Queridos hermanos, es necesario, ineludiblemente, la purificación activa de los sentidos, que es obra del alma. Con ayuda de la gracia, de la vida de oración, de los  sacramentos el alma ha de operar tal purificación de sus sentidos, sin tal purificación no puede al alma avanzar en su unión con el Señor. El alma debe andar su propia vía purgativa, deshaciéndose de sus pasiones dominantes, de sus debilidades que le hacen flaquear en el seguimiento fiel al Señor en la vida de gracia. Hemos hablado ya de la importancia de la constancia, de la perseverancia en la vida de oración. Es muy importante que el alma sea consciente de su flaqueza y total dependencia de Dios, esta dependencia le hará perseverar en la oración, y la perseverancia le hará gustar las mieles de la presencia de Dios en ella.

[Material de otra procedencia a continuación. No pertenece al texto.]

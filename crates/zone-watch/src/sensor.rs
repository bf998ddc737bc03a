//! Location sensor seam
//!
//! Samples arrive already resolved to lat/lon/accuracy. A subscription is a
//! concrete resource: dropping or cancelling it releases the sensor side.

use async_trait::async_trait;
use chrono::{DateTime, Utc};
use geofence::GeoPoint;
use serde::{Deserialize, Serialize};
use std::time::Duration;
use thiserror::Error;
use tokio::sync::mpsc;

#[derive(Debug, Clone, Copy, PartialEq, Serialize, Deserialize)]
pub struct LocationSample {
    pub point: GeoPoint,
    #[serde(default, skip_serializing_if = "Option::is_none")]
    pub accuracy_m: Option<f64>,
    pub timestamp: DateTime<Utc>,
}

impl LocationSample {
    pub fn now(point: GeoPoint) -> Self {
        Self {
            point,
            accuracy_m: None,
            timestamp: Utc::now(),
        }
    }
}

#[derive(Debug, Clone, Copy, PartialEq, Eq, Hash, Serialize, Deserialize)]
pub enum PermissionScope {
    Foreground,
    Background,
}

#[derive(Debug, Clone, Copy, PartialEq, Eq, Serialize, Deserialize)]
pub enum PermissionStatus {
    Granted,
    Denied,
}

#[derive(Error, Debug, Clone, PartialEq)]
pub enum SensorError {
    #[error("sensor unavailable: {0}")]
    Unavailable(String),
    #[error("no location fix yet")]
    NoFix,
    #[error("sensor timed out")]
    Timeout,
}

pub type SensorReading = std::result::Result<LocationSample, SensorError>;

/// Cadence hint passed to the sensor; the watcher enforces it as well
#[derive(Debug, Clone, Copy, PartialEq)]
pub struct SubscriptionOptions {
    pub interval: Duration,
    pub min_distance_m: f64,
}

pub trait SubscriptionHandle: Send {
    fn unsubscribe(&mut self);
}

pub struct Subscription {
    pub readings: mpsc::Receiver<SensorReading>,
    handle: Option<Box<dyn SubscriptionHandle>>,
}

impl Subscription {
    pub fn new(readings: mpsc::Receiver<SensorReading>, handle: Box<dyn SubscriptionHandle>) -> Self {
        Self {
            readings,
            handle: Some(handle),
        }
    }

    /// Release the sensor side. Safe to call more than once.
    pub fn cancel(&mut self) {
        if let Some(mut handle) = self.handle.take() {
            handle.unsubscribe();
        }
        self.readings.close();
    }
}

impl Drop for Subscription {
    fn drop(&mut self) {
        self.cancel();
    }
}

#[async_trait]
pub trait LocationSensor: Send + Sync {
    async fn request_permission(&self, scope: PermissionScope) -> std::result::Result<PermissionStatus, SensorError>;

    async fn current_location(&self) -> SensorReading;

    async fn subscribe(&self, options: SubscriptionOptions) -> std::result::Result<Subscription, SensorError>;
}
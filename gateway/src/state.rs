//! Engine session owned by the gateway

use crate::config::GatewayConfig;
use anyhow::Result;
use geofence::Region;
use risk_zones::ZoneRegistry;
use std::sync::Arc;
use submission_queue::{ConnectivityMonitor, KeyValueStore, OfflineQueue, ReportPipeline, ReverseGeocoder, Submitter};
use tokio::task::JoinHandle;
use zone_watch::{ChannelSensor, LogSink, NotificationHistory, SampleFeeder, ZoneWatcher};

/// External collaborators the engine is wired to
pub struct Collaborators {
    pub submitter: Arc<dyn Submitter>,
    pub geocoder: Arc<dyn ReverseGeocoder>,
    pub store: Arc<dyn KeyValueStore>,
}

#[derive(Clone)]
pub struct AppState {
    pub region: Arc<Region>,
    pub watcher: Arc<ZoneWatcher>,
    pub sensor: ChannelSensor,
    pub feeder: SampleFeeder,
    pub notifications: Arc<NotificationHistory<LogSink>>,
    pub pipeline: Arc<ReportPipeline>,
    pub queue: Arc<OfflineQueue>,
    pub connectivity: ConnectivityMonitor,
}

impl AppState {
    /// Wire up one session. The returned task replays the offline queue on
    /// every reconnect.
    pub async fn new(
        region: Region,
        zones: ZoneRegistry,
        collaborators: Collaborators,
        config: &GatewayConfig,
    ) -> Result<(Self, JoinHandle<()>)> {
        let region = Arc::new(region);
        let connectivity = ConnectivityMonitor::new(config.start_online);

        let (sensor, feeder) = ChannelSensor::new();
        let notifications = Arc::new(NotificationHistory::new(LogSink));
        let watcher = Arc::new(ZoneWatcher::new(
            Arc::new(sensor.clone()),
            notifications.clone(),
            Arc::new(zones),
            config.watch.clone(),
        ));

        let queue = Arc::new(
            OfflineQueue::open(
                collaborators.store,
                collaborators.submitter.clone(),
                connectivity.clone(),
                config.queue.clone(),
            )
            .await?,
        );
        let replay = queue.spawn_connectivity_listener();

        let pipeline = Arc::new(ReportPipeline::new(
            region.clone(),
            collaborators.geocoder,
            collaborators.submitter,
            queue.clone(),
            config.pipeline.clone(),
        ));

        let state = Self {
            region,
            watcher,
            sensor,
            feeder,
            notifications,
            pipeline,
            queue,
            connectivity,
        };
        Ok((state, replay))
    }
}
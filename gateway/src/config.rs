//! Gateway configuration
//!
//! Every field has a default so the service starts with no file at all.
//! Command-line flags and environment variables override the file.

use anyhow::{Context, Result};
use serde::{Deserialize, Serialize};
use std::path::{Path, PathBuf};
use submission_queue::{PipelineConfig, QueueConfig};
use zone_watch::WatchConfig;

pub const DEFAULT_PORT: u16 = 18610;

#[derive(Debug, Clone, Serialize, Deserialize)]
#[serde(default)]
pub struct GatewayConfig {
    pub port: u16,
    /// Directory for the persisted offline queue
    pub store_dir: PathBuf,
    /// Whether the session starts online
    pub start_online: bool,
    pub backend: BackendConfig,
    pub geocoder: GeocoderConfig,
    pub zones: ZonesConfig,
    /// GeoJSON Polygon replacing the built-in Pakistan border
    pub region_geojson: Option<PathBuf>,
    pub watch: WatchConfig,
    pub queue: QueueConfig,
    pub pipeline: PipelineConfig,
}

impl Default for GatewayConfig {
    fn default() -> Self {
        Self {
            port: DEFAULT_PORT,
            store_dir: PathBuf::from(".geofence-store"),
            start_online: true,
            backend: BackendConfig::default(),
            geocoder: GeocoderConfig::default(),
            zones: ZonesConfig::default(),
            region_geojson: None,
            watch: WatchConfig::default(),
            queue: QueueConfig::default(),
            pipeline: PipelineConfig::default(),
        }
    }
}

/// Incident reporting backend
#[derive(Debug, Clone, Serialize, Deserialize)]
#[serde(default)]
pub struct BackendConfig {
    pub base_url: String,
    /// Bearer token, if the backend requires one
    pub auth_token: Option<String>,
    /// Request timeout in seconds
    pub timeout_sec: u64,
}

impl Default for BackendConfig {
    fn default() -> Self {
        Self {
            base_url: "http://localhost:8000/api".to_string(),
            auth_token: None,
            timeout_sec: 30,
        }
    }
}

#[derive(Debug, Clone, Serialize, Deserialize)]
#[serde(default)]
pub struct GeocoderConfig {
    pub base_url: String,
    pub user_agent: String,
    pub timeout_sec: u64,
}

impl Default for GeocoderConfig {
    fn default() -> Self {
        Self {
            base_url: "https://nominatim.openstreetmap.org".to_string(),
            user_agent: format!("geofence-gateway/{}", env!("CARGO_PKG_VERSION")),
            timeout_sec: 10,
        }
    }
}

/// Where the risk zone registry comes from; first match wins:
/// file, then backend fetch, then the built-in reference zones.
#[derive(Debug, Clone, Default, Serialize, Deserialize)]
#[serde(default)]
pub struct ZonesConfig {
    pub file: Option<PathBuf>,
    pub fetch_from_backend: bool,
}

impl GatewayConfig {
    pub fn load(path: Option<&Path>) -> Result<Self> {
        let Some(path) = path else {
            return Ok(Self::default());
        };
        let raw = std::fs::read_to_string(path)
            .with_context(|| format!("reading config {}", path.display()))?;
        serde_json::from_str(&raw).with_context(|| format!("parsing config {}", path.display()))
    }
}

#[cfg(test)]
mod tests {
    use super::*;
    use std::io::Write;
    use tempfile::NamedTempFile;

    #[test]
    fn test_defaults_without_file() {
        let config = GatewayConfig::load(None).unwrap();
        assert_eq!(config.port, DEFAULT_PORT);
        assert_eq!(config.queue.max_retries, 3);
        assert_eq!(config.watch.interval_ms, 5000);
    }

    #[test]
    fn test_partial_file() {
        let mut file = NamedTempFile::new().unwrap();
        write!(
            file,
            r#"{{"port": 9000, "backend": {{"base_url": "http://backend:8000/api"}}, "queue": {{"max_retries": 5}}}}"#
        )
        .unwrap();

        let config = GatewayConfig::load(Some(file.path())).unwrap();
        assert_eq!(config.port, 9000);
        assert_eq!(config.backend.base_url, "http://backend:8000/api");
        assert_eq!(config.backend.timeout_sec, 30);
        assert_eq!(config.queue.max_retries, 5);
        assert_eq!(config.queue.storage_key, "offline_queue");
    }

    #[test]
    fn test_bad_file_is_an_error() {
        let mut file = NamedTempFile::new().unwrap();
        write!(file, "not json").unwrap();
        assert!(GatewayConfig::load(Some(file.path())).is_err());
    }
}
//! Bounding box and border ring geometry

use crate::{GeoError, GeoPoint, Result};
use serde::{Deserialize, Serialize};

/// Axis-aligned lat/lon box, used as a fast-reject pre-filter only
#[derive(Debug, Clone, Copy, PartialEq, Serialize, Deserialize)]
pub struct BoundingBox {
    pub north: f64,
    pub south: f64,
    pub east: f64,
    pub west: f64,
}

impl BoundingBox {
    /// Inclusive on all four edges
    #[inline]
    pub fn contains(&self, point: &GeoPoint) -> bool {
        point.latitude() >= self.south
            && point.latitude() <= self.north
            && point.longitude() >= self.west
            && point.longitude() <= self.east
    }

    /// Smallest box enclosing every point of the ring
    pub fn enclosing(points: &[GeoPoint]) -> Option<Self> {
        let first = points.first()?;
        let init = BoundingBox {
            north: first.latitude(),
            south: first.latitude(),
            east: first.longitude(),
            west: first.longitude(),
        };
        Some(points.iter().fold(init, |b, p| BoundingBox {
            north: b.north.max(p.latitude()),
            south: b.south.min(p.latitude()),
            east: b.east.max(p.longitude()),
            west: b.west.min(p.longitude()),
        }))
    }
}

/// Closed border ring. The closing edge (last -> first) is implicit, so the
/// first point does not need to be repeated at the end.
///
/// Self-intersection is assumed absent and not checked.
#[derive(Debug, Clone, PartialEq, Serialize, Deserialize)]
#[serde(try_from = "Vec<GeoPoint>", into = "Vec<GeoPoint>")]
pub struct BorderPolygon {
    ring: Vec<GeoPoint>,
}

impl TryFrom<Vec<GeoPoint>> for BorderPolygon {
    type Error = GeoError;

    fn try_from(ring: Vec<GeoPoint>) -> Result<Self> {
        BorderPolygon::new(ring)
    }
}

impl From<BorderPolygon> for Vec<GeoPoint> {
    fn from(polygon: BorderPolygon) -> Self {
        polygon.ring
    }
}

impl BorderPolygon {
    pub fn new(ring: Vec<GeoPoint>) -> Result<Self> {
        if ring.len() < 3 {
            return Err(GeoError::DegenerateRing(ring.len()));
        }
        Ok(Self { ring })
    }

    pub(crate) fn from_static_ring(ring: Vec<GeoPoint>) -> Self {
        debug_assert!(ring.len() >= 3);
        Self { ring }
    }

    pub fn points(&self) -> &[GeoPoint] {
        &self.ring
    }

    pub fn len(&self) -> usize {
        self.ring.len()
    }

    pub fn is_empty(&self) -> bool {
        self.ring.is_empty()
    }

    pub fn bounding_box(&self) -> BoundingBox {
        // ring has >= 3 points by construction
        BoundingBox::enclosing(&self.ring).unwrap_or(BoundingBox {
            north: 0.0,
            south: 0.0,
            east: 0.0,
            west: 0.0,
        })
    }

    /// Ray-casting parity test with longitude as x and latitude as y.
    ///
    /// A horizontal ray is cast eastward from the point; every edge whose
    /// latitude span straddles the point and whose crossing lies east of it
    /// flips the parity. Points exactly on an edge or vertex have no defined
    /// answer.
    pub fn contains(&self, point: &GeoPoint) -> bool {
        let x = point.longitude();
        let y = point.latitude();
        let n = self.ring.len();

        let mut inside = false;
        let mut j = n - 1;
        for i in 0..n {
            let (xi, yi) = (self.ring[i].longitude(), self.ring[i].latitude());
            let (xj, yj) = (self.ring[j].longitude(), self.ring[j].latitude());

            if (yi > y) != (yj > y) {
                let x_cross = (xj - xi) * (y - yi) / (yj - yi) + xi;
                if x < x_cross {
                    inside = !inside;
                }
            }
            j = i;
        }
        inside
    }
}
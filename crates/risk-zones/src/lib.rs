//! Risk Zones Library
//!
//! Named circular risk zones (center, radius, risk level) and the pure
//! proximity evaluator that turns a location sample plus the previous watch
//! state into a new state and the transition events to alert on.
//!
//! Registry order is meaningful: the evaluator picks the first matching zone,
//! not the closest one.

use geofence::GeoPoint;
use serde::{Deserialize, Serialize};
use std::fmt;
use thiserror::Error;

pub mod proximity;
pub mod registry;

pub use proximity::{
    classify, evaluate, Evaluation, Proximity, ProximityConfig, TransitionEvent, WatchSessionState,
    NEAR_BUFFER_M,
};
pub use registry::{ZoneRegistry, ZoneSource, ZoneUpdate};

#[derive(Error, Debug)]
pub enum ZoneError {
    #[error("Zone not found: {0}")]
    NotFound(String),
    #[error("Duplicate zone id: {0}")]
    DuplicateId(String),
    #[error("Invalid radius for zone {id}: {radius_m}")]
    InvalidRadius { id: String, radius_m: f64 },
    #[error("IO error: {0}")]
    Io(#[from] std::io::Error),
    #[error("JSON parse error: {0}")]
    Json(#[from] serde_json::Error),
    #[error("Zone source unavailable: {0}")]
    SourceUnavailable(String),
}

pub type Result<T> = std::result::Result<T, ZoneError>;

#[derive(Debug, Clone, Copy, Serialize, Deserialize, PartialEq, Eq, Hash)]
#[serde(rename_all = "UPPERCASE")]
pub enum RiskLevel {
    High,
    Medium,
    Low,
}

impl RiskLevel {
    pub fn as_str(&self) -> &'static str {
        match self {
            Self::High => "HIGH",
            Self::Medium => "MEDIUM",
            Self::Low => "LOW",
        }
    }
}

impl fmt::Display for RiskLevel {
    fn fmt(&self, f: &mut fmt::Formatter<'_>) -> fmt::Result {
        f.write_str(self.as_str())
    }
}

#[derive(Debug, Clone, PartialEq, Serialize, Deserialize)]
pub struct RiskZone {
    pub id: String,
    pub name: String,
    pub center: GeoPoint,
    pub radius_m: f64,
    pub risk_level: RiskLevel,
    #[serde(default, skip_serializing_if = "Option::is_none")]
    pub description: Option<String>,
    #[serde(default = "default_active")]
    pub active: bool,
}

fn default_active() -> bool {
    true
}

impl RiskZone {
    pub fn new(
        id: impl Into<String>,
        name: impl Into<String>,
        center: GeoPoint,
        radius_m: f64,
        risk_level: RiskLevel,
    ) -> Self {
        Self {
            id: id.into(),
            name: name.into(),
            center,
            radius_m,
            risk_level,
            description: None,
            active: true,
        }
    }

    /// Great-circle distance from the zone center in meters
    pub fn distance_m(&self, point: &GeoPoint) -> f64 {
        self.center.distance_m(point)
    }
}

¿Cómo empieza a sentir el alma la presencia de Dios? La constancia, el sincero deseo de amar a Dios, la firme decisión de recorrer la vía purgativa de los sentidos, dan su fruto, el Señor empieza a dar destellos de presencia en el alma. Ésta va desprendiéndose de sí misma, “viendo” su propia realidad, es decir, su más espantosa “nada”, al tiempo que va vislumbrando la inmensidad divina. El alma empieza a sentir con fuerza, con profunda intimidad, el temor de Dios, que hará de ella que en adelante sienta una grandísima delicadeza de no ofender al Señor; y al mismo tiempo ha lugar en ella algo nuevo, el deseo de vivir en la constante presencia de Dios.  Vivir esta presencia se vuelve en una necesidad para el alma, es como una atracción que Dios ejerce en ella, de forma tal que el alma siente la imperiosa necesidad de estar en trato constante con Él.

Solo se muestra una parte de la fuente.